**Task objective:** Write out the listing below exactly, beginning at its first line and ending with the line that contains "formatted like C's".

**Provided records:**
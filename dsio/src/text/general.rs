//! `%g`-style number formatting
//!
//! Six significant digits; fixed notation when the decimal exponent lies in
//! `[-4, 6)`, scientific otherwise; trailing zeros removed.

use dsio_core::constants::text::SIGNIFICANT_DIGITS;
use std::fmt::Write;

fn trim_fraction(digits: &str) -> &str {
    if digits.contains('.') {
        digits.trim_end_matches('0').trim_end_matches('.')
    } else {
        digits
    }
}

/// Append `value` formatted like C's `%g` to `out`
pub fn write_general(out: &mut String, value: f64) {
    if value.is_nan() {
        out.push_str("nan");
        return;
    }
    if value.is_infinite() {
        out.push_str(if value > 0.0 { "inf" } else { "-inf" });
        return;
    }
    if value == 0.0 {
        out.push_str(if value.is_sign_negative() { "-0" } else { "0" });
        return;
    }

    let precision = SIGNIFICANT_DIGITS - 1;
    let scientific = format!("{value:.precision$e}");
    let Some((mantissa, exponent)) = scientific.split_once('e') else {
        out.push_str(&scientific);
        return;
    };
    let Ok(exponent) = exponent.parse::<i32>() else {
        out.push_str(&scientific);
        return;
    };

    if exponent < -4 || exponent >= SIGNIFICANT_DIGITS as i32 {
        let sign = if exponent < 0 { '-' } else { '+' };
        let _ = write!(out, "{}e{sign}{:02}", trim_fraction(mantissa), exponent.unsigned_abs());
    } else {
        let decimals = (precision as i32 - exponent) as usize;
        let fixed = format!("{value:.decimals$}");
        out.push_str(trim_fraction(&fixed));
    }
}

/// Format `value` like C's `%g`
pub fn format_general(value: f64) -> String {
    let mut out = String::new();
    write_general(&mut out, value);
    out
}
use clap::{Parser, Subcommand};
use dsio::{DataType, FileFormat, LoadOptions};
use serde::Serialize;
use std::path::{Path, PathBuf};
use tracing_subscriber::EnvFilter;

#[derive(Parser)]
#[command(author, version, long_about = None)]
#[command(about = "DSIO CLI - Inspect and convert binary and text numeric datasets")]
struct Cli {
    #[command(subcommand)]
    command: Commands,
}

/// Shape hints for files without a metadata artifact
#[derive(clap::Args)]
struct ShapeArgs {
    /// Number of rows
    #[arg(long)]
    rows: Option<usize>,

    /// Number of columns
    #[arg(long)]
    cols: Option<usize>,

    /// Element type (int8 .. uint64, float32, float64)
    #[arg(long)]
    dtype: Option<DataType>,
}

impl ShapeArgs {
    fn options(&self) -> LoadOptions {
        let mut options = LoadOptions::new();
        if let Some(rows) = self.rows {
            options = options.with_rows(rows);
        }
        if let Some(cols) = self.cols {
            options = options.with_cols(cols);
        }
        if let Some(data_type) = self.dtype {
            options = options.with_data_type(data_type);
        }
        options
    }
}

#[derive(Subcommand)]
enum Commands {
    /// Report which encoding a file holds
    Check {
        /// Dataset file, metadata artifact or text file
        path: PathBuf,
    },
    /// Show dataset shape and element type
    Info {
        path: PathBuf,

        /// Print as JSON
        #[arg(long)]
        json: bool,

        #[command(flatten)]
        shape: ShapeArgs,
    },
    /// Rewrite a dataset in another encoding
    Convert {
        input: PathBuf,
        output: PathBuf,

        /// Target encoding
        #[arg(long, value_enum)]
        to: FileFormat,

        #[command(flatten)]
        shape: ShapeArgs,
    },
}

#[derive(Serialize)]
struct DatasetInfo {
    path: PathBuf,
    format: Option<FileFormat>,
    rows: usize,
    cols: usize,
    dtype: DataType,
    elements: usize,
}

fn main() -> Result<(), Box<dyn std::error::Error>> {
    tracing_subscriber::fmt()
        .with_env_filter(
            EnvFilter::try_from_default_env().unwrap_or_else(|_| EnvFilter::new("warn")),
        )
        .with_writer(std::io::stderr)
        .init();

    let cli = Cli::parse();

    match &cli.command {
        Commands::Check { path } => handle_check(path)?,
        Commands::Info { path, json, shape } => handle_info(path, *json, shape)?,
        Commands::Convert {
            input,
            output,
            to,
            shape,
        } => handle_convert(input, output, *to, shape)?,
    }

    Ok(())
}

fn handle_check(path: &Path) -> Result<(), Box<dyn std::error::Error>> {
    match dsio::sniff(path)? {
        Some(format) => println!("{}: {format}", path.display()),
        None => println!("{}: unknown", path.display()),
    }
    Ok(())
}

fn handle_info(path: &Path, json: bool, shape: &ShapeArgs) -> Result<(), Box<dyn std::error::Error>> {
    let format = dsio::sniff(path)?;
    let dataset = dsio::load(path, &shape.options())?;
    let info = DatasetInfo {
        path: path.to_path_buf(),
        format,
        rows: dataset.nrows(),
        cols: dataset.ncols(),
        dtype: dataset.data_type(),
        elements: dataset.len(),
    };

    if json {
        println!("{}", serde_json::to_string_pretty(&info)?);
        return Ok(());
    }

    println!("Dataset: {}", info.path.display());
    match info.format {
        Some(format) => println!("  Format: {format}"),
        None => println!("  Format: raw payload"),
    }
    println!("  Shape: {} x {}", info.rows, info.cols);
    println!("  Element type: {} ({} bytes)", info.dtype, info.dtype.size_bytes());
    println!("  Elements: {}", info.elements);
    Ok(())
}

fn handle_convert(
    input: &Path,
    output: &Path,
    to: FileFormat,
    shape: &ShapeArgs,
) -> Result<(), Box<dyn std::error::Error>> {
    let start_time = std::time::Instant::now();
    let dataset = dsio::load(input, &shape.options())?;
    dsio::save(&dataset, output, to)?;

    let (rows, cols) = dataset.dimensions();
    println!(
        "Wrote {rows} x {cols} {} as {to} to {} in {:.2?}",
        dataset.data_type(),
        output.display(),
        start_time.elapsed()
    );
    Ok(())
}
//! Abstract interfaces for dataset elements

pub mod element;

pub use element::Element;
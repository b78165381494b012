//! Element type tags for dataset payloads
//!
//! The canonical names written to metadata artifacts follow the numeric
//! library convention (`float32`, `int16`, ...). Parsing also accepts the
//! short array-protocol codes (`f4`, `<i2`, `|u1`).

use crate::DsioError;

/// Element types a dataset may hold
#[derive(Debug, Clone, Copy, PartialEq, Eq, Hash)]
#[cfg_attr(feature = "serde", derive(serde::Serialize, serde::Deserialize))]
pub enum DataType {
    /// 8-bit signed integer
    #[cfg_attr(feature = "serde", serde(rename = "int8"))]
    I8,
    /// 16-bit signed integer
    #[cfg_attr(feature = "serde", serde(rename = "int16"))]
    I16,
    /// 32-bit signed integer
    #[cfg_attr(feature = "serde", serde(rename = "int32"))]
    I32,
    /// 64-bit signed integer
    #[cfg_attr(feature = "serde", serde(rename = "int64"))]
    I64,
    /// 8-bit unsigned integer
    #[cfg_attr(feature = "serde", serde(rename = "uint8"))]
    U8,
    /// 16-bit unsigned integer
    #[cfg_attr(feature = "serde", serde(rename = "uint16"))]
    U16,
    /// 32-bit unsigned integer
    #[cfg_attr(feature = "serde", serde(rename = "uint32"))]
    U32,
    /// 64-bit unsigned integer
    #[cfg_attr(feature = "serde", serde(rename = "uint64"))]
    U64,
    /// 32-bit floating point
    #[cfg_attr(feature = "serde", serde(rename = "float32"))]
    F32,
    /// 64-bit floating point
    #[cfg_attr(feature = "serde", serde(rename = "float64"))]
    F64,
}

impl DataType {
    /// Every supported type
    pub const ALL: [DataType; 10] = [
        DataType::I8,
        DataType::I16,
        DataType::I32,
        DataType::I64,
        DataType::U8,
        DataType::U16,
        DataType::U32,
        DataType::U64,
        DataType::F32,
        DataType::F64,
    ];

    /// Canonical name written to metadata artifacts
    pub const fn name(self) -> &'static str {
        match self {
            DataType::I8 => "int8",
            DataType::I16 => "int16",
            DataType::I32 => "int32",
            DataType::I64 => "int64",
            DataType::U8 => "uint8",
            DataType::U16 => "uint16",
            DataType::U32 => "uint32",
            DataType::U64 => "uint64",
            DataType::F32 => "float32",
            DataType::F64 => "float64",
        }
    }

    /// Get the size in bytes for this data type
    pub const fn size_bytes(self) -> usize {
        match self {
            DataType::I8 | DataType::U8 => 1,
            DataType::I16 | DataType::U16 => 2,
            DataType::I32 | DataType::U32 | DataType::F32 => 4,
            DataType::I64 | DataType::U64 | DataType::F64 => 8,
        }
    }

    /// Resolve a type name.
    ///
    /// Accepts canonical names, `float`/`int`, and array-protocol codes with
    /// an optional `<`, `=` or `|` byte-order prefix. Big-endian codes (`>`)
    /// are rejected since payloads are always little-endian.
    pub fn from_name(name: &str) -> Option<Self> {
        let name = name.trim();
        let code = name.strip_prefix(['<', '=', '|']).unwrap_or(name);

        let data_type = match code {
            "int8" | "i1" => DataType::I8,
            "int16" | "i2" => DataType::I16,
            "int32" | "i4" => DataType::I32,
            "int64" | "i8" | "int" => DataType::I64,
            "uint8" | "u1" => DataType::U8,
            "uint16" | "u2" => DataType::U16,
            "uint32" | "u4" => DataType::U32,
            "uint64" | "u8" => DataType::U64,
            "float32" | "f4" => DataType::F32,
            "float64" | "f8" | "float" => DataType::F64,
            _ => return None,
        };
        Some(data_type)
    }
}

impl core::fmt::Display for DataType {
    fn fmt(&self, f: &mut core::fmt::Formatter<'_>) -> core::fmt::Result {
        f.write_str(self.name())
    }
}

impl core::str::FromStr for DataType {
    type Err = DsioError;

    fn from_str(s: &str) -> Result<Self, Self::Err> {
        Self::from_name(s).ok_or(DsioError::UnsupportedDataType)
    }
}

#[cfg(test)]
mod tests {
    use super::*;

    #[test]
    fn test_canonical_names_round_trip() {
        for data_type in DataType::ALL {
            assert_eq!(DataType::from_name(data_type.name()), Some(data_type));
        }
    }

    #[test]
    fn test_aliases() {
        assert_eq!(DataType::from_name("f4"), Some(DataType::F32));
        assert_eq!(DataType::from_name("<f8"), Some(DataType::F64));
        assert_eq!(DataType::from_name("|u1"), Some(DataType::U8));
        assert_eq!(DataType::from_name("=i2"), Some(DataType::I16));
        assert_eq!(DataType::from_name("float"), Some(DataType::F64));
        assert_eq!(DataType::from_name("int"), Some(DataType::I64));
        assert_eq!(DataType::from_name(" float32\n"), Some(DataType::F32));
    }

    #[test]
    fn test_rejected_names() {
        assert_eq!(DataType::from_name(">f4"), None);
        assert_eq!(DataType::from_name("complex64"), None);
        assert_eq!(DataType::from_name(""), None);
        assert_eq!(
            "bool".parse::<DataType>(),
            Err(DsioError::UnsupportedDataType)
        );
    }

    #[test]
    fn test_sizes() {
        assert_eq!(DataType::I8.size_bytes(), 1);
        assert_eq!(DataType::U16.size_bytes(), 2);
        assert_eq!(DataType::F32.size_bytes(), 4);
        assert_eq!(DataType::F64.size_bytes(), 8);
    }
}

**Solution to this problem:**
filename dsio/src/text/general.rs
//! `%g`-style number formatting
//!
//! Six significant digits; fixed notation when the decimal exponent lies in
//! `[-4, 6)`, scientific otherwise; trailing zeros removed.

use dsio_core::constants::text::SIGNIFICANT_DIGITS;
use std::fmt::Write;

fn trim_fraction(digits: &str) -> &str {
    if digits.contains('.') {
        digits.trim_end_matches('0').trim_end_matches('.')
    } else {
        digits
    }
}

/// Append `value` formatted like C's `%g` to `out`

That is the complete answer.